[What to produce]
Copy all lines below that use the word "String".

[Listed entries]
⟨
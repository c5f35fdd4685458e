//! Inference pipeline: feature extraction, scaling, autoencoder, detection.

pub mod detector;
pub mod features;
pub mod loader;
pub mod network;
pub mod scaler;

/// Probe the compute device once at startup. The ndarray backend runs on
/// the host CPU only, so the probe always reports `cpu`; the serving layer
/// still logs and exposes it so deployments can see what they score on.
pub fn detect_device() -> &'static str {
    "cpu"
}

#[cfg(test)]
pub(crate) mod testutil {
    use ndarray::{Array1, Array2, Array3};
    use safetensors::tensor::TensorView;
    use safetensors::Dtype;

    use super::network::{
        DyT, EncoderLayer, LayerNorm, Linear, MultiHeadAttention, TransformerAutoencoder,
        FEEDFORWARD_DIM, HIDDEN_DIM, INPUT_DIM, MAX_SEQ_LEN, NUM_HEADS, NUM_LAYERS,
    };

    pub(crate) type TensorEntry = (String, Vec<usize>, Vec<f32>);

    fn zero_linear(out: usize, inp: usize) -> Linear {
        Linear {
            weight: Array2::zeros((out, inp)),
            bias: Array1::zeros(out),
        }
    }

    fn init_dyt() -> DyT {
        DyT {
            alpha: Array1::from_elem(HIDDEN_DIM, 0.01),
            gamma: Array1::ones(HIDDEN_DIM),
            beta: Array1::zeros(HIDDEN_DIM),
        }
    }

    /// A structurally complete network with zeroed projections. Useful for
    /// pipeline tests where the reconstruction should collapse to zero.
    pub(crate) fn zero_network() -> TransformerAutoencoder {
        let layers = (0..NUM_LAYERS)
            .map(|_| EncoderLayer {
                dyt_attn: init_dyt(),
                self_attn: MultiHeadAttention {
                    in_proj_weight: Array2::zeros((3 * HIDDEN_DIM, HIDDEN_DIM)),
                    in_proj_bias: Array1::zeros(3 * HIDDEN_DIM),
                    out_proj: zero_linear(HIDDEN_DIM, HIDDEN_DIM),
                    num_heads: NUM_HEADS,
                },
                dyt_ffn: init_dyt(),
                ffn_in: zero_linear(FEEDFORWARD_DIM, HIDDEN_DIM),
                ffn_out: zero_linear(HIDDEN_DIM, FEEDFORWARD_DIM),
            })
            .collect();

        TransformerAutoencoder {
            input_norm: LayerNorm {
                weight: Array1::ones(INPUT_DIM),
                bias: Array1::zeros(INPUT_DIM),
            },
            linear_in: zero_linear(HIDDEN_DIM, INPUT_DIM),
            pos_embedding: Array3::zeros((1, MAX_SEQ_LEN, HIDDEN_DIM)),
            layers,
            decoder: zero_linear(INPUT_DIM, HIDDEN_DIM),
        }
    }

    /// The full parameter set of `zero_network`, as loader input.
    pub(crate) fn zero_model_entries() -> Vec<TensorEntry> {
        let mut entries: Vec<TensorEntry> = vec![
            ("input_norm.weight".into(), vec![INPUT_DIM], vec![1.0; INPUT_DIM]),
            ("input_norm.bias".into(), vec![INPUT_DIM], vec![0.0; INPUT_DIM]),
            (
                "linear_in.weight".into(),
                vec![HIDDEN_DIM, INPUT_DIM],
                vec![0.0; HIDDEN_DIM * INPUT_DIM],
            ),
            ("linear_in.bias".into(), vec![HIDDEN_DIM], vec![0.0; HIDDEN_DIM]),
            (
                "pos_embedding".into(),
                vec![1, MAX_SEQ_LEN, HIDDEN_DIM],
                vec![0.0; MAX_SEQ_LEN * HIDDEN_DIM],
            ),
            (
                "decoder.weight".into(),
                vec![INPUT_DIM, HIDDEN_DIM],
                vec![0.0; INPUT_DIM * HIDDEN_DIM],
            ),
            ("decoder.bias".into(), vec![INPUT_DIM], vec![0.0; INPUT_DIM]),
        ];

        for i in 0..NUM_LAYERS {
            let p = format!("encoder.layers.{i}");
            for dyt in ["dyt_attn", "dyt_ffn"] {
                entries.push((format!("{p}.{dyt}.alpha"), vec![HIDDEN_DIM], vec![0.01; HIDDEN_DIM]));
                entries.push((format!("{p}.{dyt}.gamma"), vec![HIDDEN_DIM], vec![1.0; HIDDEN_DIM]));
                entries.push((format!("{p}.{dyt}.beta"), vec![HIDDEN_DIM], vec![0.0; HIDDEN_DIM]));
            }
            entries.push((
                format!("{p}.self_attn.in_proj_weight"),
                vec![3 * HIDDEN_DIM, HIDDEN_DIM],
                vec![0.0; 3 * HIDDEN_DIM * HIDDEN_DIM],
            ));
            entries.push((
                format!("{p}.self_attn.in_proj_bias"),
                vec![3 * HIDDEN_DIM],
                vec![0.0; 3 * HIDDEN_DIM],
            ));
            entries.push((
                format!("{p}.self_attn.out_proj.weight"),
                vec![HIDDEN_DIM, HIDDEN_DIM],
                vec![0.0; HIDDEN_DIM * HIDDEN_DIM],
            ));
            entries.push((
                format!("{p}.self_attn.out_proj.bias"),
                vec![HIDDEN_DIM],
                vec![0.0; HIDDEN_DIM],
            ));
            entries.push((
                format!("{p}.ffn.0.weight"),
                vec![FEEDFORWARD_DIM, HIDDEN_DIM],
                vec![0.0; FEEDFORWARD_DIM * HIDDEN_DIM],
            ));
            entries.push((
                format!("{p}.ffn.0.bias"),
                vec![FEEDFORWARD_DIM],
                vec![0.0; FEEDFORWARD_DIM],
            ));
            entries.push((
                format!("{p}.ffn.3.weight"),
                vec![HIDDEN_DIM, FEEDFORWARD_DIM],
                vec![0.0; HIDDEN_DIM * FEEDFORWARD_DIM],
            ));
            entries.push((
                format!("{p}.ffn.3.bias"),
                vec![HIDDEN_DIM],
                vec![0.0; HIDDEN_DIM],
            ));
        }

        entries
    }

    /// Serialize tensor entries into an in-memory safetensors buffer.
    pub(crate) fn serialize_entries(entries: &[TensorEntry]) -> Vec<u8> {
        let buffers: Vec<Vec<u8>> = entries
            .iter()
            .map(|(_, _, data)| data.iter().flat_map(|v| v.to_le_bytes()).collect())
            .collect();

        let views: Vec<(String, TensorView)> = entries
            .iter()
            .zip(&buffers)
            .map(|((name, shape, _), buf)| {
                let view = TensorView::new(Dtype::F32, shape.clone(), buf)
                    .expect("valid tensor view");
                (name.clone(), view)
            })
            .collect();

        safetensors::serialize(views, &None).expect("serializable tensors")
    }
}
⟩
[Task output]
    pub(crate) type TensorEntry = (String, Vec<usize>, Vec<f32>);
        let views: Vec<(String, TensorView)> = entries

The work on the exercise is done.